El Caseron de dona Dolores


Armando Macchia

La añosa casona de doña Dolores en el Callejón de la Leche, así apodado por los diversos tambos allí instalados, era el lugar de encuentro de gran parte del vecindario. Parientes, amigos y allegados eran los frecuentes visitantes de la casona. Dolores, de origen andaluz, con una innata sabiduría y enorme generosidad, era la médula que mantenía viva la unidad familiar, y el motivo de aprecio de todos aquellos que por allí pasaban.
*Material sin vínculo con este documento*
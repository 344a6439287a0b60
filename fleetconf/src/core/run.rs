//! Run identity and the run-wide result map.

use serde::{Deserialize, Serialize};
use std::collections::BTreeMap;
use std::fmt;
use uuid::Uuid;

use super::DeviceOutcome;

/// Correlates all artifacts of one invocation.
#[derive(Debug, Clone, Copy, PartialEq, Eq, Hash, Serialize, Deserialize)]
#[serde(transparent)]
pub struct RunId(Uuid);

impl RunId {
    /// Generates a fresh run ID.
    #[must_use]
    pub fn new() -> Self {
        Self(Uuid::new_v4())
    }
}

impl Default for RunId {
    fn default() -> Self {
        Self::new()
    }
}

impl fmt::Display for RunId {
    fn fmt(&self, f: &mut fmt::Formatter<'_>) -> fmt::Result {
        self.0.fmt(f)
    }
}

/// One outcome per selected device, keyed by device name.
///
/// Built incrementally by the dispatcher's single consumer loop; read-only
/// once the run finishes.
#[derive(Debug, Clone, Serialize, Deserialize)]
pub struct RunResult {
    run_id: RunId,
    outcomes: BTreeMap<String, DeviceOutcome>,
}

impl RunResult {
    /// Creates an empty result for a new run.
    #[must_use]
    pub fn new() -> Self {
        Self {
            run_id: RunId::new(),
            outcomes: BTreeMap::new(),
        }
    }

    /// The run's correlation ID.
    #[must_use]
    pub fn run_id(&self) -> RunId {
        self.run_id
    }

    /// Records a device outcome, keyed by its device name.
    pub fn insert(&mut self, outcome: DeviceOutcome) {
        self.outcomes.insert(outcome.device.clone(), outcome);
    }

    /// The outcome for one device, if recorded.
    #[must_use]
    pub fn get(&self, device: &str) -> Option<&DeviceOutcome> {
        self.outcomes.get(device)
    }

    /// Number of recorded outcomes.
    #[must_use]
    pub fn len(&self) -> usize {
        self.outcomes.len()
    }

    /// True when no outcome has been recorded.
    #[must_use]
    pub fn is_empty(&self) -> bool {
        self.outcomes.is_empty()
    }

    /// Iterates outcomes in device-name order.
    pub fn iter(&self) -> impl Iterator<Item = (&String, &DeviceOutcome)> {
        self.outcomes.iter()
    }

    /// Iterates the failed outcomes only.
    pub fn failed(&self) -> impl Iterator<Item = &DeviceOutcome> {
        self.outcomes.values().filter(|o| o.is_failed())
    }

    /// Number of failed devices.
    #[must_use]
    pub fn failed_count(&self) -> usize {
        self.failed().count()
    }

    /// True when every device completed without failure.
    #[must_use]
    pub fn all_succeeded(&self) -> bool {
        self.failed_count() == 0
    }
}

impl Default for RunResult {
    fn default() -> Self {
        Self::new()
    }
}

#[cfg(test)]
mod tests {
    use super::*;
    use crate::core::FailureKind;

    #[test]
    fn run_result_keys_by_device_name() {
        let mut run = RunResult::new();
        run.insert(DeviceOutcome::success("SW1", "10.0.0.1", Vec::new()));
        run.insert(DeviceOutcome::fail(
            "SW2",
            "10.0.0.2",
            Vec::new(),
            FailureKind::Unreachable,
            "no route",
        ));

        assert_eq!(run.len(), 2);
        assert_eq!(run.failed_count(), 1);
        assert!(!run.all_succeeded());
        assert!(run.get("SW1").is_some());
        assert!(run.get("SW3").is_none());
    }

    #[test]
    fn reinserting_a_device_keeps_one_entry() {
        let mut run = RunResult::new();
        run.insert(DeviceOutcome::success("SW1", "10.0.0.1", Vec::new()));
        run.insert(DeviceOutcome::success("SW1", "10.0.0.1", Vec::new()));
        assert_eq!(run.len(), 1);
    }

    #[test]
    fn run_ids_are_unique() {
        assert_ne!(RunId::new(), RunId::new());
    }
}
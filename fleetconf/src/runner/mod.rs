//! Bounded-parallel dispatch of device pipelines.
//!
//! The runner fans one [`DevicePipeline`] out across the selected device set.
//! Each device runs in its own spawned task gated by a semaphore; outcomes
//! land in completion order at a single consumer point, so no shared map is
//! ever written from two workers. A panicking worker is caught at the pool
//! boundary and degrades only its own device's outcome.


use futures::stream::FuturesUnordered;
use futures::StreamExt;
use std::sync::Arc;
use tokio::sync::Semaphore;
use tracing::{debug, error, info};

use crate::core::{DeviceOutcome, RunResult};
use crate::events::{DeviceCompleted, ProgressSink};
use crate::inventory::Device;
use crate::pipeline::DevicePipeline;

/// Fans the pipeline out across devices with bounded parallelism.
#[derive(Debug, Clone)]
pub struct Runner {
    num_workers: usize,
}

impl Runner {
    /// Creates a runner with the given pool width.
    #[must_use]
    pub fn new(num_workers: usize) -> Self {
        Self {
            num_workers: num_workers.max(1),
        }
    }

    /// The pool width.
    #[must_use]
    pub fn num_workers(&self) -> usize {
        self.num_workers
    }

    /// Runs every device to a terminal state and returns exactly one outcome
    /// per input device. Completion order is not submission order.
    pub async fn run(
        &self,
        devices: Vec<Device>,
        pipeline: Arc<DevicePipeline>,
        progress: Arc<dyn ProgressSink>,
    ) -> RunResult {
        info!(
            devices = devices.len(),
            workers = self.num_workers,
            "dispatching device pipelines"
        );

        let semaphore = Arc::new(Semaphore::new(self.num_workers));
        let mut in_flight = FuturesUnordered::new();

        for device in devices {
            let semaphore = Arc::clone(&semaphore);
            let pipeline = Arc::clone(&pipeline);
            let name = device.name.clone();
            let hostname = device.hostname.clone();

            let handle = tokio::spawn(async move {
                // Acquired inside the task so submission never blocks.
                let _permit = semaphore.acquire_owned().await.ok();
                pipeline.run(&device).await
            });

            in_flight.push(async move {
                match handle.await {
                    Ok(outcome) => outcome,
                    Err(join_err) => {
                        // Pool boundary: a dead worker still yields an outcome.
                        error!(device = %name, error = %join_err, "worker terminated abnormally");
                        DeviceOutcome::unhandled(name, hostname, join_err.to_string())
                    }
                }
            });
        }

        let mut result = RunResult::new();
        while let Some(outcome) = in_flight.next().await {
            progress.try_emit(&DeviceCompleted {
                device: outcome.device.clone(),
                hostname: outcome.hostname.clone(),
                failed: outcome.is_failed(),
                kind: outcome.failure_kind(),
            });
            debug!(device = %outcome.device, failed = outcome.is_failed(), "device pipeline finished");
            result.insert(outcome);
        }
        result
    }
}

impl Default for Runner {
    fn default() -> Self {
        Self::new(num_cpus::get())
    }
}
Cuando llegaba una visita ponderada, era obsequiada con exquisitos manjares que preparaban las muchachas más jóvenes: pastelitos fritos rellenos con dulce, ambrosías, buñuelos, rosquillos, tales sus especialidades. Y en las nochecitas de verano, en aquel otrora tranquilo barrio cercano al centro de la ciudad, cuando los tranvías recorrían las calles con su acompasado traqueteo y la gente podía salir tranquila a las puertas de sus casas, todos lo niños de la cercanía se reunían en el callejón para practicar juegos y travesuras.

El festivo tío Carlos solía acompañarlos en esas inocentes diabluras. Una de las bromas más festejadas, era instalarse dos personas enfrentadas a uno y otro costado de la calle, y con un lazo imaginario hacer el ademán de levantarlo ante la cercanía de un automóvil, lo que provocaba la brusca frenada del conductor engañado, quien cuando lo advertía no escatimaba blasfemias y exclamaciones de reproche. Tampoco faltaban las funciones de circo que un grupo de primos improvisaban, cobrando una módica entrada a los incautos vecinitos, o la máquina de hacer helados que el astuto primo mayor Gabriel hacía funcionar con el denodado esfuerzo de los muchachos, que batían incansablemente por turnos, para luego hacérselos ingerir aceleradamente hasta saltarles las lágrimas. Por supuesto él se quedaba con la abundante sobra. La casona era también el lugar indiscutido de reunión en los almuerzos de los domingos, con la participación no solo de los habitantes de la casa, sino también de otros parientes cercanos. Tallarines y ravioles caseros, locros, asados, paellas, chacinados de los infaltables carneos, eran las frecuentes ingestas, regadas con abundante vino patero del abuelo Gabriel. Tampoco faltaban las verduras y frutos del huerto familiar. Las charlas y jolgorios amenizaban alegremente las reuniones. Hay una anécdota que siempre se recuerda de esos encuentros.

Cierto domingo participó del almuerzo un pariente llegado de Córdoba. Entre risas y chácharas, quizá un poco a propósito por parte de los asistentes, el visitante bebió abundante vino. Al final de la larga tertulia, alguien dio la señal, “bueno, ahora a levantar la mesa”. Imprevistamente y ante la sorpresa de los presentes, el pobre hombre, bastante chispeado, no tuvo mejor idea que levantar violentamente el tablón, lanzando al suelo cuanta vajilla, vasos, botellas y demás utensilios se encontraban allí.

Después del papelón, el atribulado invitado no solo tuvo que reponer de su bolsillo los destrozos, sino que a partir de ese día devino en abstemio.